-------- Data excerpts --------
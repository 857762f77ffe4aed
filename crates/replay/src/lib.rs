//! Shared output helpers for the replay binaries.

use serde::Serialize;

use cf_core::{Event, TsMs};
use cf_engine::BatchEngine;
use cf_views::MachineView;

/// Snapshot of the engine after a message, as printed by the binaries.
#[derive(Debug, Clone, Serialize)]
pub struct ViewFrame {
    pub at_ms: TsMs,
    #[serde(skip_serializing_if = "Option::is_none")]
    pub event: Option<Event>,
    pub batches: Vec<String>,
    pub view: MachineView,
    pub flows: Vec<String>,
}

impl ViewFrame {
    pub fn capture(engine: &BatchEngine, at_ms: TsMs, event: Option<Event>) -> Self {
        Self {
            at_ms,
            event,
            batches: engine.batch_ids().map(str::to_string).collect(),
            view: engine.view().clone(),
            flows: engine.active_flows().iter().map(|e| e.to_string()).collect(),
        }
    }

    pub fn to_text(&self) -> String {
        let stages = if self.view.is_empty() {
            String::from("-")
        } else {
            self.view
                .iter()
                .map(|(stage, status)| format!("{stage}={}", status_word(status)))
                .collect::<Vec<_>>()
                .join(", ")
        };
        let mut line = format!(
            "t={}ms batches=[{}] {}",
            self.at_ms,
            self.batches.join(","),
            stages
        );
        if !self.flows.is_empty() {
            line.push_str(" | flows: ");
            line.push_str(&self.flows.join(", "));
        }
        line
    }
}

fn status_word(status: cf_core::MachineStatus) -> &'static str {
    match status {
        cf_core::MachineStatus::Running => "running",
        cf_core::MachineStatus::Idle => "idle",
        cf_core::MachineStatus::Completed => "completed",
    }
}

#[cfg(test)]
mod tests {
    use super::*;

    use cf_core::{EventKind, StageId};

    #[test]
    fn text_frame_lists_batches_stages_and_flows() {
        let mut engine = BatchEngine::default();
        let requested = Event::new(EventKind::BatchRequested, None, Some("7".into()));
        engine.apply(&requested, 0);
        let off = Event::new(EventKind::TurnedOff, Some(StageId::AnodeMixing), Some("7".into()));
        engine.apply(&off, 10);

        let frame = ViewFrame::capture(&engine, 10, Some(off));
        assert_eq!(
            frame.to_text(),
            "t=10ms batches=[7] Anode Mixing=idle, Anode Coating=running, Cathode Mixing=running \
             | flows: Anode Mixing->Anode Coating"
        );
    }

    #[test]
    fn empty_frame() {
        let frame = ViewFrame::capture(&BatchEngine::default(), 0, None);
        assert_eq!(frame.to_text(), "t=0ms batches=[] -");
        let json = serde_json::to_value(&frame).unwrap();
        assert!(json.get("event").is_none());
        assert_eq!(json["view"], serde_json::json!({}));
    }
}
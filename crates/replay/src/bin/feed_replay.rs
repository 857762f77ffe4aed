use std::fs::File;
use std::io::{self, BufRead, BufReader};
use std::path::PathBuf;

use anyhow::{Context, Result};
use clap::{Parser, ValueEnum};
use tracing::info;

use cf_replay::ViewFrame;
use cf_runtime::metrics::StepTimer;
use cf_runtime::{init_tracing, CellflowConfig, Pipeline};

#[derive(Debug, Clone, Copy, ValueEnum)]
enum Format {
    Text,
    Json,
}

/// Replay a recorded status feed, one message per line, and print the derived view.
#[derive(Debug, Parser)]
#[command(name = "feed_replay")]
struct Args {
    /// Feed file; reads stdin when omitted
    #[arg(long)]
    input: Option<PathBuf>,
    /// Config file (defaults to ./cellflow.toml when present)
    #[arg(long)]
    config: Option<PathBuf>,
    /// Logical milliseconds between consecutive messages
    #[arg(long, default_value_t = 100)]
    step_ms: u64,
    #[arg(long, value_enum, default_value_t = Format::Text)]
    format: Format,
}

fn main() -> Result<()> {
    let args = Args::parse();
    let cfg = CellflowConfig::load(args.config.as_deref()).context("loading configuration")?;
    init_tracing(&cfg.logging.filter);

    let reader: Box<dyn BufRead> = match &args.input {
        Some(path) => Box::new(BufReader::new(
            File::open(path).with_context(|| format!("opening feed {}", path.display()))?,
        )),
        None => Box::new(BufReader::new(io::stdin())),
    };

    let timer = StepTimer::start();
    let settle_ms = cfg.engine.idle_revert_ms.max(cfg.engine.flow_display_ms);
    let mut pipeline = Pipeline::new(cfg.engine);
    let mut now_ms = 0u64;

    for line in reader.lines() {
        let line = line.context("reading feed")?;
        if line.trim().is_empty() {
            continue;
        }
        if pipeline.advance_to(now_ms) {
            emit(args.format, &ViewFrame::capture(pipeline.engine(), now_ms, None))?;
        }
        let (event, outcome) = pipeline.ingest(&line, now_ms);
        if outcome.view_dirty() {
            emit(args.format, &ViewFrame::capture(pipeline.engine(), now_ms, Some(event)))?;
        }
        now_ms += args.step_ms;
    }

    while let Some(deadline) = pipeline.engine().next_deadline() {
        if deadline > now_ms + settle_ms {
            break;
        }
        if pipeline.advance_to(deadline) {
            emit(args.format, &ViewFrame::capture(pipeline.engine(), deadline, None))?;
        }
    }

    let snapshot = pipeline.metrics().snapshot();
    info!(?snapshot, "replay finished");
    println!("{}", snapshot.to_json_line("feed_replay", Some(timer.elapsed())));
    Ok(())
}

fn emit(format: Format, frame: &ViewFrame) -> Result<()> {
    match format {
        Format::Text => println!("{}", frame.to_text()),
        Format::Json => println!("{}", serde_json::to_string(frame)?),
    }
    Ok(())
}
--------
→ Work required
Reproduce only the lines above, starting at the line with "use cf_replay::ViewFrame;" and ending at the line with "fn main() ->", exactly as written.

→ Answer below
use cf_replay::ViewFrame;
use cf_runtime::metrics::StepTimer;
use cf_runtime::{init_tracing, CellflowConfig, Pipeline};

#[derive(Debug, Clone, Copy, ValueEnum)]
enum Format {
    Text,
    Json,
}

/// Replay a recorded status feed, one message per line, and print the derived view.
#[derive(Debug, Parser)]
#[command(name = "feed_replay")]
struct Args {
    /// Feed file; reads stdin when omitted
    #[arg(long)]
    input: Option<PathBuf>,
    /// Config file (defaults to ./cellflow.toml when present)
    #[arg(long)]
    config: Option<PathBuf>,
    /// Logical milliseconds between consecutive messages
    #[arg(long, default_value_t = 100)]
    step_ms: u64,
    #[arg(long, value_enum, default_value_t = Format::Text)]
    format: Format,
}

fn main() -> Result<()> {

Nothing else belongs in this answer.